Tuesday, 23 March 2010

Visitors from another planet, no, not really, just the next mooring

It’s wonderful when friends from the next mooring along come down for a visit. Boaters are such lovely smiley people! It always takes much longer as well, life definitely moves at a slower pace on a boat!
A quick text in the morning - ‘are you still up for a visit?’
‘Yes, but give us half an hour, just getting up’
‘and more easily’
– twenty minutes later, ‘we’re ready’
‘I’m not!’
Ok , so I’ll bake that cake! Ooh and what a cake! I even impressed myself! I made a chocolate date cake. It was moist and crumbly and not too sweet and was gobbled down in two swift gulpings ~ with only a few crumbs left as a reminder ~ I love it when that happens!

Our friends arrived just as I was frying the polenta fritter dish I’d made using polenta, a corn dish similar to quinoa or couscous, the Italians have it like potato, but it’s only the second time I’ve cooked with it and the first time wasn’t very successful. My fabulous friend, the poet Salena Godden got me onto it, she’s vegan and says she lives on it! So I tried it this time with garlic, onions, chick peas, herbs and spices and baked it after boiling it up and then fried it lightly and served it on a bed of rocket with crème fraiche and it was quite special, we all had a little nibble of that with lots of mmm’s and then hit the tea and cake and started catching up, for the last time we saw them was the day we conceived and we were still living on the other boat! Jupiter and Mars and their Neighbour with a Celebrity Boyfriend, let’s call him Neptune, had helped us make our fabulous Halloween costumes (dressing up link in case you missed the pictures and posting before) and obviously played some part in helping us conceive, because surely if your friends make you happy and positive it helps somehow! Jupiter was hoping that this visit will help him make Mars have a baby, we all seemed sure of it and so we’ll just have to wait and see!

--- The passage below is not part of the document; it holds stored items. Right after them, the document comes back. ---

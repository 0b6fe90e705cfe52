//! State transitions of a single honing attempt.

use crate::constants::{MYRIA, PERCENT_SCALE, RATE_CAP_MULTIPLIER, RATE_STEP_DIVISOR};
use crate::tier::HoningTier;
use serde::{Deserialize, Serialize};

/// Unboosted success rate and accumulated artisan points before an attempt.
#[derive(Debug, Clone, Copy, PartialEq, Eq, Hash, PartialOrd, Ord, Serialize, Deserialize)]
pub struct HoningState {
    pub rate_permyria: u32,
    pub artisan_points: u32,
}

impl HoningState {
    pub fn new(rate_permyria: u32, artisan_points: u32) -> Self {
        Self {
            rate_permyria,
            artisan_points,
        }
    }

    pub fn rate_percent(&self) -> f64 {
        self.rate_permyria as f64 / MYRIA as f64 * PERCENT_SCALE
    }

    /// Artisan energy as a percentage of the tier's cap.
    pub fn artisan_percent(&self, artisan_cap: u32) -> f64 {
        if artisan_cap == 0 {
            return 0.0;
        }
        self.artisan_points as f64 / artisan_cap as f64 * PERCENT_SCALE
    }
}

/// A vertex of the state graph.
#[derive(Debug, Clone, Copy, PartialEq, Eq, Hash)]
pub enum Node {
    Ordinary(HoningState),
    /// Success is certain; nothing more to pay.
    Absorbed,
}

/// Outcome of applying one combination to one state.
#[derive(Debug, Clone, Copy, PartialEq, Eq)]
pub struct Transition {
    /// Chance this attempt succeeds, in permyria
    pub success_permyria: u32,
    /// Where a failed attempt leads, or `Absorbed` when failure is impossible
    pub target: Node,
}

impl Transition {
    pub fn success_probability(&self) -> f64 {
        self.success_permyria as f64 / MYRIA as f64
    }
}

/// Rate-stacking and artisan rules for one tier.
#[derive(Debug, Clone, Copy, PartialEq, Eq)]
pub struct TransitionModel {
    pub base_rate: u32,
    pub artisan_cap: u32,
}

impl TransitionModel {
    pub fn new(tier: &HoningTier) -> Self {
        Self {
            base_rate: tier.base_rate_permyria,
            artisan_cap: tier.artisan_cap,
        }
    }

    pub fn max_rate(&self) -> u32 {
        RATE_CAP_MULTIPLIER * self.base_rate
    }

    /// Full artisan energy guarantees the next attempt.
    pub fn is_guaranteed(&self, state: HoningState) -> bool {
        state.artisan_points >= self.artisan_cap
    }

    pub fn apply(&self, state: HoningState, rate_bonus: u32) -> Transition {
        let effective_rate = state.rate_permyria.saturating_add(rate_bonus).min(MYRIA);
        if effective_rate == MYRIA || self.is_guaranteed(state) {
            return Transition {
                success_permyria: MYRIA,
                target: Node::Absorbed,
            };
        }

        // A starting rate above the stacking cap never decreases.
        let next_rate = state
            .rate_permyria
            .saturating_add(self.base_rate / RATE_STEP_DIVISOR)
            .min(self.max_rate())
            .max(state.rate_permyria);
        let next_points = state
            .artisan_points
            .saturating_add(effective_rate)
            .min(self.artisan_cap);
        Transition {
            success_permyria: effective_rate,
            target: Node::Ordinary(HoningState::new(next_rate, next_points)),
        }
    }
}
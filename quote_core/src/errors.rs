//! # Error Types
//!
//! Structured error types for quote_core. The estimation pipeline itself is
//! total — malformed numeric form input coerces to zero and never reaches
//! this module — so errors come from the boundaries: unrecognized material
//! names, bad record names, and project-file I/O.
//!
//! ## Example
//!
//! ```rust
//! use quote_core::errors::{QuoteError, QuoteResult};
//!
//! fn validate_record_name(name: &str) -> QuoteResult<()> {
//!     if name.trim().is_empty() {
//!         return Err(QuoteError::invalid_input(
//!             "name",
//!             name,
//!             "Record name cannot be blank",
//!         ));
//!     }
//!     Ok(())
//! }
//! ```

use serde::{Deserialize, Serialize};
use thiserror::Error;

/// Result type alias for quote_core operations
pub type QuoteResult<T> = Result<T, QuoteError>;

/// Structured error type for estimation and persistence operations.
///
/// Each variant carries enough context for a consumer to present a useful
/// message or handle the failure programmatically.
#[derive(Error, Debug, Clone, Serialize, Deserialize, PartialEq)]
#[serde(tag = "type", content = "details")]
pub enum QuoteError {
    /// An input value is invalid (blank record name, etc.)
    #[error("Invalid input for '{field}': {value} - {reason}")]
    InvalidInput {
        field: String,
        value: String,
        reason: String,
    },

    /// A glass type or profile name was not recognized
    #[error("Material not found: {name}")]
    MaterialNotFound { name: String },

    /// File I/O error
    #[error("File error: {operation} on '{path}' - {reason}")]
    FileError {
        operation: String,
        path: String,
        reason: String,
    },

    /// File is locked by another user/process
    #[error("File locked: '{path}' is locked by {locked_by} since {locked_at}")]
    FileLocked {
        path: String,
        locked_by: String,
        locked_at: String,
    },

    /// JSON serialization/deserialization error
    #[error("Serialization error: {reason}")]
    SerializationError { reason: String },

    /// Schema version mismatch
    #[error("Version mismatch: file version {file_version}, expected {expected_version}")]
    VersionMismatch {
        file_version: String,
        expected_version: String,
    },
}

impl QuoteError {
    /// Create an InvalidInput error
    pub fn invalid_input(
        field: impl Into<String>,
        value: impl Into<String>,
        reason: impl Into<String>,
    ) -> Self {
        QuoteError::InvalidInput {
            field: field.into(),
            value: value.into(),
            reason: reason.into(),
        }
    }

    /// Create a MaterialNotFound error
    pub fn material_not_found(name: impl Into<String>) -> Self {
        QuoteError::MaterialNotFound { name: name.into() }
    }

    /// Create a FileError
    pub fn file_error(
        operation: impl Into<String>,
        path: impl Into<String>,
        reason: impl Into<String>,
    ) -> Self {
        QuoteError::FileError {
            operation: operation.into(),
            path: path.into(),
            reason: reason.into(),
        }
    }

    /// Create a FileLocked error
    pub fn file_locked(
        path: impl Into<String>,
        locked_by: impl Into<String>,
        locked_at: impl Into<String>,
    ) -> Self {
        QuoteError::FileLocked {
            path: path.into(),
            locked_by: locked_by.into(),
            locked_at: locked_at.into(),
        }
    }

    /// Check if this is a recoverable error (e.g., can retry)
    pub fn is_recoverable(&self) -> bool {
        matches!(self, QuoteError::FileLocked { .. })
    }

    /// Get a short error code for programmatic handling
    pub fn error_code(&self) -> &'static str {
        match self {
            QuoteError::InvalidInput { .. } => "INVALID_INPUT",
            QuoteError::MaterialNotFound { .. } => "MATERIAL_NOT_FOUND",
            QuoteError::FileError { .. } => "FILE_ERROR",
            QuoteError::FileLocked { .. } => "FILE_LOCKED",
            QuoteError::SerializationError { .. } => "SERIALIZATION_ERROR",
            QuoteError::VersionMismatch { .. } => "VERSION_MISMATCH",
        }
    }
}

#[cfg(test)]
mod tests {
    use super::*;

    #[test]
    fn test_error_serialization() {
        let error = QuoteError::material_not_found("Series 99");
        let json = serde_json::to_string(&error).unwrap();
        let roundtrip: QuoteError = serde_json::from_str(&json).unwrap();
        assert_eq!(error, roundtrip);
    }

    #[test]
    fn test_error_codes() {
        assert_eq!(
            QuoteError::material_not_found("frosted").error_code(),
            "MATERIAL_NOT_FOUND"
        );
        assert_eq!(
            QuoteError::invalid_input("name", "", "blank").error_code(),
            "INVALID_INPUT"
        );
    }

    #[test]
    fn test_recoverable() {
        let locked = QuoteError::file_locked("quotes.fen", "someone", "2026-01-01");
        assert!(locked.is_recoverable());
        assert!(!QuoteError::material_not_found("x").is_recoverable());
    }
}
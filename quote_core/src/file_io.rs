//! # File I/O Module
//!
//! Store file operations with safety features:
//! - **Atomic saves**: write to .tmp, fsync, rename so a crash never leaves
//!   a half-written store
//! - **File locking**: prevent concurrent edits on shared drives
//! - **Version validation**: ensure schema compatibility
//!
//! ## File Format
//!
//! Stores are saved as `.fen` files containing JSON. Lock files use the
//! `.fen.lock` extension and hold metadata about who holds the lock.
//!
//! ## Example
//!
//! ```rust,no_run
//! use quote_core::file_io::{save_store, load_store, FileLock};
//! use quote_core::project::ProjectStore;
//! use std::path::Path;
//!
//! let store = ProjectStore::new("Acme Fabricators", "sales@acme.example");
//! let path = Path::new("quotes.fen");
//!
//! let lock = FileLock::acquire(path, "sales@acme.example")?;
//! save_store(&store, path)?;
//! drop(lock); // releases the lock
//! # Ok::<(), quote_core::errors::QuoteError>(())
//! ```

use std::fs::{self, File, OpenOptions};
use std::io::{Read, Write};
use std::path::{Path, PathBuf};

use chrono::{DateTime, Utc};
use fs2::FileExt;
use serde::{Deserialize, Serialize};

use crate::errors::{QuoteError, QuoteResult};
use crate::project::{ProjectStore, SCHEMA_VERSION};

/// Locks older than this are considered abandoned
const LOCK_MAX_AGE_HOURS: i64 = 24;

/// Lock file metadata stored in .fen.lock files
#[derive(Debug, Clone, Serialize, Deserialize)]
pub struct LockInfo {
    /// User identifier (email or username)
    pub user_id: String,
    /// Machine name where the lock was acquired
    pub machine: String,
    /// Process ID that holds the lock
    pub pid: u32,
    /// When the lock was acquired
    pub locked_at: DateTime<Utc>,
}

impl LockInfo {
    /// Create new lock info for the current process
    pub fn new(user_id: impl Into<String>) -> Self {
        LockInfo {
            user_id: user_id.into(),
            machine: hostname().unwrap_or_else(|| "unknown".to_string()),
            pid: std::process::id(),
            locked_at: Utc::now(),
        }
    }
}

fn hostname() -> Option<String> {
    #[cfg(windows)]
    {
        std::env::var("COMPUTERNAME").ok()
    }
    #[cfg(not(windows))]
    {
        std::env::var("HOSTNAME")
            .ok()
            .or_else(|| std::env::var("HOST").ok())
    }
}

/// File lock guard that releases the lock when dropped.
///
/// Combines OS-level locking (via fs2) for process safety with a `.lock`
/// metadata file so other users can see who holds the store.
pub struct FileLock {
    store_path: PathBuf,
    lock_path: PathBuf,
    /// The underlying file handle (keeps the OS lock alive)
    _lock_file: File,
    /// Lock metadata
    pub info: LockInfo,
}

impl FileLock {
    /// Acquire an exclusive lock on a store file.
    ///
    /// # Returns
    ///
    /// * `Ok(FileLock)` - lock acquired
    /// * `Err(QuoteError::FileLocked)` - another live process holds it
    pub fn acquire(path: &Path, user_id: impl Into<String>) -> QuoteResult<Self> {
        let lock_path = lock_path_for(path);
        let info = LockInfo::new(user_id);

        if lock_path.exists() {
            if let Ok(existing) = read_lock_info(&lock_path) {
                if !is_lock_stale(&existing) {
                    return Err(QuoteError::file_locked(
                        path.display().to_string(),
                        format!("{} ({})", existing.user_id, existing.machine),
                        existing.locked_at.to_rfc3339(),
                    ));
                }
                // Stale lock, take it over
            }
        }

        let mut lock_file = OpenOptions::new()
            .write(true)
            .read(true)
            .create(true)
            .truncate(true)
            .open(&lock_path)
            .map_err(|e| {
                QuoteError::file_error("create lock", lock_path.display().to_string(), e.to_string())
            })?;

        lock_file.try_lock_exclusive().map_err(|_| {
            QuoteError::file_locked(
                path.display().to_string(),
                "another process".to_string(),
                "unknown".to_string(),
            )
        })?;

        let lock_json =
            serde_json::to_string_pretty(&info).map_err(|e| QuoteError::SerializationError {
                reason: e.to_string(),
            })?;

        lock_file.write_all(lock_json.as_bytes()).map_err(|e| {
            QuoteError::file_error("write lock", lock_path.display().to_string(), e.to_string())
        })?;

        lock_file.sync_all().map_err(|e| {
            QuoteError::file_error("sync lock", lock_path.display().to_string(), e.to_string())
        })?;

        Ok(FileLock {
            store_path: path.to_path_buf(),
            lock_path,
            _lock_file: lock_file,
            info,
        })
    }

    /// Check whether a store file is locked without acquiring the lock.
    ///
    /// Returns `Some(LockInfo)` if locked, `None` if available.
    pub fn check(path: &Path) -> Option<LockInfo> {
        let lock_path = lock_path_for(path);
        if lock_path.exists() {
            if let Ok(info) = read_lock_info(&lock_path) {
                if !is_lock_stale(&info) {
                    return Some(info);
                }
            }
        }
        None
    }

    /// Get the path to the store file this lock protects
    pub fn store_path(&self) -> &Path {
        &self.store_path
    }
}

impl Drop for FileLock {
    fn drop(&mut self) {
        // The OS lock is released when _lock_file drops
        let _ = fs::remove_file(&self.lock_path);
    }
}

fn lock_path_for(store_path: &Path) -> PathBuf {
    let mut lock_path = store_path.to_path_buf();
    let extension = lock_path
        .extension()
        .map(|e| format!("{}.lock", e.to_string_lossy()))
        .unwrap_or_else(|| "lock".to_string());
    lock_path.set_extension(extension);
    lock_path
}

fn read_lock_info(lock_path: &Path) -> QuoteResult<LockInfo> {
    let mut file = File::open(lock_path).map_err(|e| {
        QuoteError::file_error("read lock", lock_path.display().to_string(), e.to_string())
    })?;

    let mut contents = String::new();
    file.read_to_string(&mut contents).map_err(|e| {
        QuoteError::file_error("read lock", lock_path.display().to_string(), e.to_string())
    })?;

    serde_json::from_str(&contents).map_err(|e| QuoteError::SerializationError {
        reason: e.to_string(),
    })
}

/// A lock is stale when its process is gone (same machine) or it has been
/// held past the maximum age.
fn is_lock_stale(info: &LockInfo) -> bool {
    if hostname().is_some_and(|machine| info.machine == machine) && !process_is_alive(info.pid) {
        return true;
    }

    let age = Utc::now() - info.locked_at;
    age.num_hours() > LOCK_MAX_AGE_HOURS
}

#[cfg(unix)]
fn process_is_alive(pid: u32) -> bool {
    fs::metadata(format!("/proc/{}", pid)).is_ok()
}

#[cfg(windows)]
fn process_is_alive(pid: u32) -> bool {
    use std::process::Command;
    Command::new("tasklist")
        .args(["/FI", &format!("PID eq {}", pid), "/NH"])
        .output()
        .map(|output| {
            let stdout = String::from_utf8_lossy(&output.stdout);
            !stdout.contains("No tasks") && stdout.contains(&pid.to_string())
        })
        .unwrap_or(true)
}

#[cfg(not(any(unix, windows)))]
fn process_is_alive(_pid: u32) -> bool {
    // Cannot tell; rely on the age cutoff
    true
}

/// Save a store to a file with atomic write semantics.
///
/// Serialize → write `.tmp` → fsync → rename. An interrupted save leaves
/// the previous file intact.
pub fn save_store(store: &ProjectStore, path: &Path) -> QuoteResult<()> {
    let json =
        serde_json::to_string_pretty(store).map_err(|e| QuoteError::SerializationError {
            reason: e.to_string(),
        })?;

    let tmp_path = path.with_extension("fen.tmp");

    let mut tmp_file = File::create(&tmp_path).map_err(|e| {
        QuoteError::file_error(
            "create temp file",
            tmp_path.display().to_string(),
            e.to_string(),
        )
    })?;

    tmp_file.write_all(json.as_bytes()).map_err(|e| {
        QuoteError::file_error(
            "write temp file",
            tmp_path.display().to_string(),
            e.to_string(),
        )
    })?;

    tmp_file.sync_all().map_err(|e| {
        QuoteError::file_error(
            "sync temp file",
            tmp_path.display().to_string(),
            e.to_string(),
        )
    })?;

    fs::rename(&tmp_path, path).map_err(|e| {
        let _ = fs::remove_file(&tmp_path);
        QuoteError::file_error("rename to final", path.display().to_string(), e.to_string())
    })?;

    Ok(())
}

/// Load a store from a file.
///
/// # Returns
///
/// * `Ok(ProjectStore)` - successfully loaded
/// * `Err(QuoteError::VersionMismatch)` - file schema is incompatible
/// * `Err(QuoteError::SerializationError)` - invalid JSON
/// * `Err(QuoteError::FileError)` - I/O error
pub fn load_store(path: &Path) -> QuoteResult<ProjectStore> {
    let mut file = File::open(path)
        .map_err(|e| QuoteError::file_error("open", path.display().to_string(), e.to_string()))?;

    let mut contents = String::new();
    file.read_to_string(&mut contents)
        .map_err(|e| QuoteError::file_error("read", path.display().to_string(), e.to_string()))?;

    let store: ProjectStore =
        serde_json::from_str(&contents).map_err(|e| QuoteError::SerializationError {
            reason: format!("Invalid JSON in {}: {}", path.display(), e),
        })?;

    validate_version(&store.meta.version)?;

    Ok(store)
}

/// Load a store, also reporting whether another user holds the lock.
pub fn load_store_with_lock_check(path: &Path) -> QuoteResult<(ProjectStore, Option<LockInfo>)> {
    let store = load_store(path)?;
    let lock_info = FileLock::check(path);
    Ok((store, lock_info))
}

/// Validate that a file version is compatible with the current schema.
///
/// Major versions must match; within 0.x, a newer minor is treated as
/// breaking.
fn validate_version(file_version: &str) -> QuoteResult<()> {
    let mismatch = || QuoteError::VersionMismatch {
        file_version: file_version.to_string(),
        expected_version: SCHEMA_VERSION.to_string(),
    };

    let file_parts: Vec<u32> = file_version
        .split('.')
        .filter_map(|p| p.parse().ok())
        .collect();
    let current_parts: Vec<u32> = SCHEMA_VERSION
        .split('.')
        .filter_map(|p| p.parse().ok())
        .collect();

    if file_parts.is_empty() || current_parts.is_empty() {
        return Err(mismatch());
    }

    if file_parts[0] != current_parts[0] {
        return Err(mismatch());
    }

    if current_parts[0] == 0
        && file_parts.len() > 1
        && current_parts.len() > 1
        && file_parts[1] > current_parts[1]
    {
        return Err(mismatch());
    }

    Ok(())
}

#[cfg(test)]
mod tests {
    use super::*;
    use std::env::temp_dir;

    fn temp_store_path(name: &str) -> PathBuf {
        temp_dir().join(format!("fenestra_test_{}.fen", name))
    }

    #[test]
    fn test_lock_path_generation() {
        let store_path = Path::new("/path/to/quotes.fen");
        let lock_path = lock_path_for(store_path);
        assert_eq!(lock_path, Path::new("/path/to/quotes.fen.lock"));
    }

    #[test]
    fn test_lock_info_creation() {
        let info = LockInfo::new("test@example.com");
        assert_eq!(info.user_id, "test@example.com");
        assert!(info.pid > 0);
    }

    #[test]
    fn test_save_and_load_roundtrip() {
        let path = temp_store_path("roundtrip");

        let store = ProjectStore::new("Test Fabricators", "test@example.com");
        save_store(&store, &path).unwrap();

        let loaded = load_store(&path).unwrap();
        assert_eq!(loaded.meta.company, "Test Fabricators");
        assert_eq!(loaded.meta.prepared_by, "test@example.com");

        let _ = fs::remove_file(&path);
    }

    #[test]
    fn test_atomic_save_leaves_no_tmp_file() {
        let path = temp_store_path("atomic");
        let tmp_path = path.with_extension("fen.tmp");

        let store = ProjectStore::new("Test", "tester");
        save_store(&store, &path).unwrap();

        assert!(!tmp_path.exists());
        assert!(path.exists());

        let _ = fs::remove_file(&path);
    }

    #[test]
    fn test_file_lock_acquire_and_release() {
        let path = temp_store_path("lock_test");
        File::create(&path).unwrap();

        let lock = FileLock::acquire(&path, "test@example.com").unwrap();
        assert_eq!(lock.info.user_id, "test@example.com");
        assert_eq!(lock.store_path(), path.as_path());

        let lock_path = lock_path_for(&path);
        assert!(lock_path.exists());

        drop(lock);
        assert!(!lock_path.exists());

        let _ = fs::remove_file(&path);
    }

    #[test]
    fn test_version_validation() {
        assert!(validate_version(SCHEMA_VERSION).is_ok());
        assert!(validate_version("0.1.0").is_ok());
        assert!(validate_version("0.1.7").is_ok());

        // Different major fails
        assert!(validate_version("1.0.0").is_err());
        // Newer minor within 0.x fails
        assert!(validate_version("0.2.0").is_err());
        // Garbage fails
        assert!(validate_version("not-a-version").is_err());
    }

    #[test]
    fn test_load_with_lock_check() {
        let path = temp_store_path("lock_check");

        let store = ProjectStore::new("Test", "tester");
        save_store(&store, &path).unwrap();

        let (loaded, lock_info) = load_store_with_lock_check(&path).unwrap();
        assert_eq!(loaded.meta.company, "Test");
        assert!(lock_info.is_none());

        let _ = fs::remove_file(&path);
    }
}
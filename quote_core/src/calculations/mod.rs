//! # Estimation Calculations
//!
//! The two stages of the pricing pipeline. Each stage follows the pattern:
//!
//! - `*Input` / charge parameters - JSON-serializable inputs
//! - `*Result` - JSON-serializable derived values
//! - `compute_*(input, ...) -> Result` - pure calculation function
//!
//! Data flows strictly forward: an [`estimate::EstimateResult`] feeds
//! [`quotation::compute_quotation`]; nothing holds state between calls, so
//! recomputing on every form change is safe and idempotent.
//!
//! ## Available Calculations
//!
//! - [`estimate`] - dimensions → weights → cost → margin/discount
//! - [`quotation`] - charges → subtotal → GST → grand total

pub mod estimate;
pub mod quotation;

// Re-export commonly used types
pub use estimate::{compute_estimate, EstimateInput, EstimateResult};
pub use quotation::{compute_quotation, Quotation, QuotationCharges};
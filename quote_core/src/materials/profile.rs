//! Aluminium Profile Series
//!
//! The fixed set of extrusion series the fabricator stocks. Each series has
//! a nominal linear mass density (kg per meter of frame) covering the outer
//! frame, shutter sections, and interlocks averaged over a typical build.
//!
//! The set is closed: an unrecognized series name at the string boundary is
//! an error, never a silent fallback.

use serde::{Deserialize, Serialize};

use crate::errors::{QuoteError, QuoteResult};

/// Aluminium extrusion series
#[derive(Debug, Clone, Copy, PartialEq, Eq, Hash, PartialOrd, Ord, Serialize, Deserialize)]
pub enum Profile {
    /// Light-duty fixed/ventilator sections
    #[serde(rename = "Series 40")]
    Series40,
    /// Standard casement series
    #[serde(rename = "Series 45")]
    Series45,
    /// Heavy casement / light sliding series
    #[serde(rename = "Series 50")]
    Series50,
    /// Standard two-track sliding series
    #[serde(rename = "Series 60")]
    Series60,
    /// Heavy three-track sliding series
    #[serde(rename = "Series 75")]
    Series75,
}

impl Profile {
    /// All profile series for UI selection
    pub const ALL: [Profile; 5] = [
        Profile::Series40,
        Profile::Series45,
        Profile::Series50,
        Profile::Series60,
        Profile::Series75,
    ];

    /// Nominal linear density in kg per meter of frame perimeter
    pub fn linear_density_kg_m(&self) -> f64 {
        match self {
            Profile::Series40 => 2.4,
            Profile::Series45 => 2.9,
            Profile::Series50 => 3.3,
            Profile::Series60 => 3.8,
            Profile::Series75 => 4.6,
        }
    }

    /// Parse from common string representations
    pub fn from_str_flexible(s: &str) -> QuoteResult<Self> {
        match s.trim().to_uppercase().replace([' ', '-', '_'], "").as_str() {
            "SERIES40" | "S40" | "40" => Ok(Profile::Series40),
            "SERIES45" | "S45" | "45" => Ok(Profile::Series45),
            "SERIES50" | "S50" | "50" => Ok(Profile::Series50),
            "SERIES60" | "S60" | "60" => Ok(Profile::Series60),
            "SERIES75" | "S75" | "75" => Ok(Profile::Series75),
            _ => Err(QuoteError::material_not_found(s)),
        }
    }

    /// Get display name
    pub fn display_name(&self) -> &'static str {
        match self {
            Profile::Series40 => "Series 40",
            Profile::Series45 => "Series 45",
            Profile::Series50 => "Series 50",
            Profile::Series60 => "Series 60",
            Profile::Series75 => "Series 75",
        }
    }
}

impl Default for Profile {
    fn default() -> Self {
        Profile::Series60
    }
}

impl std::fmt::Display for Profile {
    fn fmt(&self, f: &mut std::fmt::Formatter<'_>) -> std::fmt::Result {
        write!(f, "{}", self.display_name())
    }
}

They were all quite impressed with our new abode, saying how big and spacious it is and Jupiter had bought his table saw over for Jam to be able to use for the rest of the boxing-in. What a star! He also gave us a saucepan that he’d been given from someone having a clear out and it was great because we had just got rid of one that kept sticking and it was the perfect size. Somehow, things just work out right don’t they! It was so lovely to be able to sit around and chat and laugh and catch up! We talked about everything, troubles on the moorings, knitting, the gardening plan for the Edible Islington project coming up, and they were keen to be involved, more detail on that coming soon.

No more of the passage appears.